The recent announcement of DNR commissioner Tom Landwehr's leadership team left me wondering just one thing. Does Landwehr appoint the state poet laureate? The commissioner's office now contains two celebrities, if such a label applies to a well-known outdoor writer and former state lawmaker.
Chris Niskanen, who covered the outdoor beat for the St. Paul Pioneer Press, and former state senator Bob Lessard, who turns 80 this year, are, respectively, Landwehr's communications director and senior advisor. The commissioner, who promises to run a lean and mean agency, also added two community outreach positions, including Bemidji-based Mike Carroll, who will be the commissioner's special envoy for northwestern Minnesota, where the DNR is often at odds with landowners and county commissioners.

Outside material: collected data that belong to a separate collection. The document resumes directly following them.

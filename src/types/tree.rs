//! MirrorTree - Snapshot of one directory tree

use super::FileEntry;
use std::collections::{HashMap, HashSet};
use std::path::{Path, PathBuf};
use std::time::Duration;

/// Snapshot of a directory tree, keyed by relative path.
///
/// Files carry size/mtime metadata; directories are tracked as a plain set
/// so the reconciler can mirror empty directories and remove orphaned ones.
/// Symlinks are recorded path-only: they are never copied, but a replica
/// link with no source entry at its path still counts as a deletable
/// orphan.
#[derive(Debug, Clone, PartialEq)]
pub struct MirrorTree {
    /// Map: relative_path -> FileEntry
    pub files: HashMap<PathBuf, FileEntry>,

    /// Set of relative directory paths (the root itself is not included)
    pub dirs: HashSet<PathBuf>,

    /// Set of relative symlink paths (targets are not resolved)
    pub links: HashSet<PathBuf>,

    /// Aggregate statistics
    pub total_size: u64,
    pub total_files: usize,

    /// Scan metadata
    pub scan_duration: Duration,
    pub root_path: PathBuf,
}

impl MirrorTree {
    /// Create a new empty MirrorTree
    pub fn new(root_path: PathBuf) -> Self {
        Self {
            files: HashMap::new(),
            dirs: HashSet::new(),
            links: HashSet::new(),
            total_size: 0,
            total_files: 0,
            scan_duration: Duration::from_secs(0),
            root_path,
        }
    }

    /// Insert a file entry into the tree
    ///
    /// Updates aggregate statistics. If the path already exists, the old
    /// entry is replaced and statistics are adjusted.
    pub fn insert_file(&mut self, path: PathBuf, entry: FileEntry) {
        if let Some(old_entry) = self.files.get(&path) {
            self.total_size = self.total_size.saturating_sub(old_entry.size);
            self.total_files = self.total_files.saturating_sub(1);
        }

        self.total_size += entry.size;
        self.total_files += 1;
        self.files.insert(path, entry);
    }

    /// Record a directory at the given relative path
    pub fn insert_dir(&mut self, path: PathBuf) {
        self.dirs.insert(path);
    }

    /// Record a symlink at the given relative path
    pub fn insert_link(&mut self, path: PathBuf) {
        self.links.insert(path);
    }

    /// Get a file entry by relative path
    pub fn get_file(&self, path: &Path) -> Option<&FileEntry> {
        self.files.get(path)
    }

    /// Check if a file exists in the tree at the given relative path
    pub fn contains_file(&self, path: &Path) -> bool {
        self.files.contains_key(path)
    }

    /// Check if a directory exists in the tree at the given relative path
    pub fn contains_dir(&self, path: &Path) -> bool {
        self.dirs.contains(path)
    }

    /// Check if a symlink exists in the tree at the given relative path
    pub fn contains_link(&self, path: &Path) -> bool {
        self.links.contains(path)
    }

    /// Number of file entries in the tree
    pub fn len(&self) -> usize {
        self.files.len()
    }

    /// Check if the tree has no files, directories, or symlinks
    pub fn is_empty(&self) -> bool {
        self.files.is_empty() && self.dirs.is_empty() && self.links.is_empty()
    }

    /// Iterator over all file entries (path, FileEntry pairs)
    pub fn iter_files(&self) -> impl Iterator<Item = (&PathBuf, &FileEntry)> {
        self.files.iter()
    }

    /// Iterator over all relative directory paths
    pub fn iter_dirs(&self) -> impl Iterator<Item = &PathBuf> {
        self.dirs.iter()
    }

    /// Iterator over all relative symlink paths
    pub fn iter_links(&self) -> impl Iterator<Item = &PathBuf> {
        self.links.iter()
    }

    /// Set the scan duration after scanning completes
    pub fn set_scan_duration(&mut self, duration: Duration) {
        self.scan_duration = duration;
    }
}
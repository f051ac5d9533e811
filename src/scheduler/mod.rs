//! Interval scheduler for synchronization passes

use std::sync::atomic::{AtomicBool, Ordering};
use std::sync::Arc;
use std::time::Duration;

/// Handle for stopping a running scheduler from another thread.
#[derive(Debug, Clone)]
pub struct StopHandle {
    stop: Arc<AtomicBool>,
}

impl StopHandle {
    /// Request the scheduler to exit after the current tick or sleep slice.
    pub fn stop(&self) {
        self.stop.store(true, Ordering::SeqCst);
    }
}

/// Owns the polling-loop state: the tick interval and the stop flag.
///
/// One logical worker: each tick runs to completion before the scheduler
/// sleeps the interval, so passes never overlap. The tick itself decides
/// what a failure means; the scheduler just keeps ticking.
#[derive(Debug)]
pub struct Scheduler {
    interval: Duration,
    stop: Arc<AtomicBool>,
}

/// Sleep granularity so a stop request is honored promptly mid-interval.
const SLEEP_SLICE: Duration = Duration::from_millis(200);

impl Scheduler {
    /// Create a scheduler ticking every `interval`.
    pub fn new(interval: Duration) -> Self {
        Self {
            interval,
            stop: Arc::new(AtomicBool::new(false)),
        }
    }

    /// The configured tick interval.
    pub fn interval(&self) -> Duration {
        self.interval
    }

    /// Handle to stop the loop from another thread.
    pub fn stop_handle(&self) -> StopHandle {
        StopHandle {
            stop: Arc::clone(&self.stop),
        }
    }

    /// Run `tick` forever at the configured interval until stopped.
    ///
    /// The first tick fires immediately. Tick errors are the tick's own
    /// business (log and move on); they never end the loop.
    pub fn run<F>(&self, mut tick: F)
    where
        F: FnMut(),
    {
        while !self.stop.load(Ordering::SeqCst) {
            tick();
            self.sleep_interval();
        }
    }

    fn sleep_interval(&self) {
        let mut remaining = self.interval;
        while remaining > Duration::ZERO && !self.stop.load(Ordering::SeqCst) {
            let slice = remaining.min(SLEEP_SLICE);
            std::thread::sleep(slice);
            remaining = remaining.saturating_sub(slice);
        }
    }
}
//! FileEntry - Represents a single file in a scanned tree

use std::path::PathBuf;
use std::time::SystemTime;

/// A regular file discovered under a tree root.
///
/// The relative path is the file's only identity; entries are rebuilt from
/// a fresh scan on every pass and never cached across passes.
#[derive(Debug, Clone, PartialEq, Eq)]
pub struct FileEntry {
    /// Relative path from the tree root
    pub path: PathBuf,

    /// File size in bytes
    pub size: u64,

    /// Last modification time as reported by the filesystem (UTC-based)
    pub mtime: SystemTime,
}

impl FileEntry {
    /// Create a new FileEntry with the given parameters
    pub fn new(path: PathBuf, size: u64, mtime: SystemTime) -> Self {
        Self { path, size, mtime }
    }
}
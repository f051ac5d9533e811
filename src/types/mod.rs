//! Core type definitions for mirra

mod action;
mod entry;
mod error;
mod tree;

pub use action::SyncAction;
pub use entry::FileEntry;
pub use error::SyncError;
pub use tree::MirrorTree;
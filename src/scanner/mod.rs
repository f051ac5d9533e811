//! Directory scanning logic

mod walker;

pub use walker::scan_tree;
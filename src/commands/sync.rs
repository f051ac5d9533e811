//! Synchronization pass and polling loop

use crate::diff::{generate_sync_plan, PlanStats};
use crate::executor::{execute_plan, ExecutionStats};
use crate::logging::EventLog;
use crate::scanner::scan_tree;
use crate::scheduler::Scheduler;
use crate::types::{SyncAction, SyncError};
use crate::Config;
use std::fs;

/// What one synchronization pass did.
#[derive(Debug, Clone, Default, PartialEq, Eq)]
pub struct PassSummary {
    /// The replica root was missing and got created this pass
    pub created_replica_root: bool,

    /// Plan-level counts (creates, copies, deletes, skips)
    pub plan: PlanStats,

    /// Execution counts and copied bytes
    pub execution: ExecutionStats,
}

impl PassSummary {
    /// True when the pass changed nothing (the trees already matched)
    pub fn is_noop(&self) -> bool {
        !self.created_replica_root && self.execution.total_actions == 0
    }
}

/// Run one complete synchronization pass.
///
/// Scans both trees fresh (no state survives between passes), plans the
/// difference, and applies it in phase order, logging one line per action
/// and a completion marker at the end. The first failure aborts the pass;
/// the caller decides whether to retry (the polling loop always does).
pub fn run_pass(config: &Config, log: &EventLog) -> Result<PassSummary, SyncError> {
    let mut summary = PassSummary::default();

    if !config.replica.exists() {
        fs::create_dir_all(&config.replica).map_err(|e| SyncError::CreateDir {
            path: config.replica.clone(),
            source: e,
        })?;
        log.log(&format!(
            "Created replica directory: {}",
            config.replica.display()
        ));
        summary.created_replica_root = true;
    }

    let src_tree = scan_tree(&config.source)?;
    let replica_tree = scan_tree(&config.replica)?;

    let plan = generate_sync_plan(&src_tree, &replica_tree)?;
    summary.plan = plan.stats.clone();

    let on_action = |action: &SyncAction| {
        log.log(&format!("{}: {}", action.label(), action.path().display()));
    };
    summary.execution = execute_plan(&plan, &config.source, &config.replica, Some(&on_action))?;

    log.log("Synchronization completed.");

    Ok(summary)
}

/// Run the polling loop forever (until the scheduler is stopped).
///
/// Each tick is one pass; a failed pass is logged as an error event and the
/// loop simply waits for the next tick. Only startup validation may
/// terminate the process, never a pass error.
pub fn run_with_scheduler(config: &Config, scheduler: &Scheduler, log: &EventLog) {
    scheduler.run(|| {
        if let Err(err) = run_pass(config, log) {
            log.log(&format!("Error: {}", err));
        }
    });
}

/// Build the logger and scheduler from the config and enter the loop.
pub fn run(config: &Config) {
    let log = EventLog::new(&config.log_file);
    let scheduler = Scheduler::new(config.interval);
    run_with_scheduler(config, &scheduler, &log);
}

Landwehr's emphasis on public relations likely reflects the priorities of his boss, Governor Mark Dayton, who heard plenty of complaining about the DNR while he was on the campaign trail. Whether or not the complaining is justified, it's for real and must be addressed via outreach and, where appropriate, improved customer service. Both Dayton and the Legislature seemed committed to the latter, though it remains to be seen if they can agree upon a method of doing so.
For those who say the DNR ought to be run by professionals, Landwehr and company are about as good as it gets. The commissioner and his deputy, Dave Schad, came up through ranks of DNR Wildlife under the late Roger Holmes. I've known both men professionally for many years and have great respect for their intellect and abilities. Ditto, without naming them all, for most members of the commissioner's team.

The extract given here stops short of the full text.